The principal organization of the original book has been maintained. Part I is a general text on autopsy methods and all their corollary activities. This part has been updated but also shortened considerably because many methods that were described in detail in the second edition have become obsolete—partly because of the decline of the classical pathology museums, partly because of our increased awareness of the toxic hazards of many chemicals that were used in pathology museums of only a few decades ago. Files of 35-mm slides or disks with digitalized images have largely replaced the museum because funds are lacking—museum space and personnel are costly—and also because interest in museum-type specimen display has waned. We have lost something here, no doubt, but a realistic evaluation of the situation caused me to condense Part I. Nevertheless, many old references were reprinted so that access to the classical techniques would not become too difficult.

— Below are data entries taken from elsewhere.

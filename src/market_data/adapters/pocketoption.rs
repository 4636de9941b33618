// PocketOption frames: a JSON object `{name, msg}`.

use serde_json::Value;

use super::wire::{f64_field, field, parse_candles, parse_period, str_field};
use super::{BrokerVariant, DecodedFrame, FrameDecoder, FrameEvent};

pub struct PocketOptionDecoder;

impl FrameDecoder for PocketOptionDecoder {
    fn variant(&self) -> BrokerVariant {
        BrokerVariant::PocketOption
    }

    fn decode(&self, raw: &[u8]) -> Option<DecodedFrame> {
        let text = std::str::from_utf8(raw).ok()?;
        let body = text.trim_start_matches(|c: char| c.is_control()).trim();
        if !body.starts_with('{') {
            return None;
        }
        let value: Value = serde_json::from_str(body).ok()?;
        let event = value.get("name")?.as_str()?;
        let msg = unwrap_msg(value.get("msg")?);

        let updates = match event {
            "candles-generated" => decode_candles(&msg).into_iter().collect(),
            "quotes" => decode_quotes(&msg),
            "change-asset" => decode_payout(&msg).into_iter().collect(),
            _ => return None,
        };
        Some(DecodedFrame { event: event.to_string(), updates })
    }
}

// msg occasionally arrives double-encoded as a JSON string
fn unwrap_msg(msg: &Value) -> Value {
    match msg {
        Value::String(s) => serde_json::from_str(s).unwrap_or(Value::Null),
        other => other.clone(),
    }
}

fn decode_candles(msg: &Value) -> Option<FrameEvent> {
    let asset = str_field(msg, &["asset", "symbol"])?;
    let candles = parse_candles(field(msg, &["candles", "data"])?);
    if candles.is_empty() {
        return None;
    }
    Some(FrameEvent::Candles {
        asset: asset.to_string(),
        candles,
        period_secs: parse_period(msg),
    })
}

fn decode_quotes(msg: &Value) -> Vec<FrameEvent> {
    let Some(items) = msg.as_array() else {
        return Vec::new();
    };
    items
        .iter()
        .filter_map(|item| {
            let asset = str_field(item, &["asset", "symbol"])?;
            let price = f64_field(item, &["rate", "price"])?;
            (price > 0.0).then(|| FrameEvent::Quote { asset: asset.to_string(), price })
        })
        .collect()
}

fn decode_payout(msg: &Value) -> Option<FrameEvent> {
    let asset = str_field(msg, &["name", "asset"])?;
    let percentage = f64_field(msg, &["payout", "profit"])?;
    Some(FrameEvent::Payout { asset: asset.to_string(), percentage })
}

At the same time, some new developments needed to be addressed, such as the principles of quality assurance and the increased safety precautions that were prompted by the resurgence of potentially fatal infectious diseases.

Part II represents the most important resource during work in the autopsy room by providing tabulations of technical procedures recommended in specific diseases or conditions and by listing expected findings in these situations. Thus, the authors assumed that one or several clinical diagnoses had been rendered, and on this basis, we tabulated the "what to look for" and the "how to dissect and preserve it."

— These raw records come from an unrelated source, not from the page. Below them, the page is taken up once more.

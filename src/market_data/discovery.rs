// Pick an instrument worth trading: keep the displayed one if its payout
// clears the threshold, otherwise walk the candidate list and switch to the
// first one that does.

use std::sync::Arc;
use std::time::Duration;

use serde::Serialize;
use tracing::{debug, info, instrument, warn};

use crate::config::DiscoveryConfig;
use crate::market_data::cache::MarketCaches;
use crate::market_data::navigator::{wait_for_candles, ChartControl, PayoutOracle};

#[derive(Debug, Clone, PartialEq, Serialize)]
#[serde(tag = "outcome", rename_all = "snake_case")]
pub enum DiscoveryOutcome {
    KeptCurrent { instrument: String, payout: f64 },
    Switched { instrument: String, payout: f64 },
    NoneQualified,
}

pub struct AssetDiscovery<P, C> {
    payouts: Arc<P>,
    chart: Arc<C>,
    caches: Arc<MarketCaches>,
    cfg: DiscoveryConfig,
    poll: Duration,
}

impl<P: PayoutOracle, C: ChartControl> AssetDiscovery<P, C> {
    pub fn new(payouts: Arc<P>, chart: Arc<C>, caches: Arc<MarketCaches>, cfg: DiscoveryConfig, poll: Duration) -> Self {
        Self { payouts, chart, caches, cfg, poll }
    }

    async fn qualifying_payout(&self, instrument: &str) -> Option<f64> {
        let payout = self.payouts.payout(instrument).await;
        debug!(instrument, ?payout, threshold = self.cfg.payout_threshold, "payout checked");
        payout.filter(|p| *p >= self.cfg.payout_threshold)
    }

    #[instrument(skip(self), fields(threshold = self.cfg.payout_threshold))]
    pub async fn run(&self) -> DiscoveryOutcome {
        if let Some(current) = self.chart.current_instrument().await {
            if let Some(payout) = self.qualifying_payout(&current).await {
                let wait = Duration::from_millis(self.cfg.current_data_wait_ms);
                let fed = wait_for_candles(&self.caches, &current, wait, self.poll).await;
                info!(instrument = %current, payout, fed, "keeping displayed instrument");
                return DiscoveryOutcome::KeptCurrent { instrument: current, payout };
            }
        }

        for candidate in &self.cfg.candidates {
            let Some(payout) = self.qualifying_payout(candidate).await else {
                debug!(instrument = %candidate, "payout unknown or below threshold, skipped");
                continue;
            };
            if !self.chart.switch_to(candidate).await {
                warn!(instrument = %candidate, "switch failed, trying next candidate");
                continue;
            }
            let wait = Duration::from_millis(self.cfg.switched_data_wait_ms);
            let fed = wait_for_candles(&self.caches, candidate, wait, self.poll).await;
            info!(instrument = %candidate, payout, fed, "switched to candidate");
            return DiscoveryOutcome::Switched { instrument: candidate.clone(), payout };
        }

        warn!(candidates = self.cfg.candidates.len(), "no instrument meets the payout threshold, staying degraded");
        DiscoveryOutcome::NoneQualified
    }
}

Part III concludes with updated tabulations of weights, measurements, and related data. Major changes include the combination of several tables from the second edition with data from fetuses, infants, and children. Most cardiac weights and measurements were culled from current sources.

I acknowledge with pleasure the contributions of Mr. Darrell Ottman and his fellow technologists, and of all colleagues, past and present, in the Mayo Clinic Autopsy Service. Many colleagues in other Mayo Clinic Departments, and in institutions outside the Mayo Clinic, provided much helpful advice. Drs. Lawrence J. Burgart and Jeffrey L. Myers, both from the Mayo Clinic Division of Anatomic Pathology, critically reviewed the text in Part II on many hematological and respiratory disorders, respectively. I am particularly indebted to Dr. Hagen Blaszyk who, in addition to compiling the weight tables, provided much needed support during the preparation of the manuscript. Drs. Thomas V. Colby from Mayo Clinic Scottsdale and Theresa S. Emory at the Armed Forces Institute of

Pathology helped with the compilation of addresses of tumor and disease registries. Dr. Wayne Duer and Dr. Julia Martin, both from the Hillsborough County Medical Examiner Department, contributed to the discussion of toxico-logical autopsies and rape cases, respectively. We hope that the book will serve its purpose. I also would like to thank Mr. Thomas H. Moore and his colleagues at Humana Press for their expert support.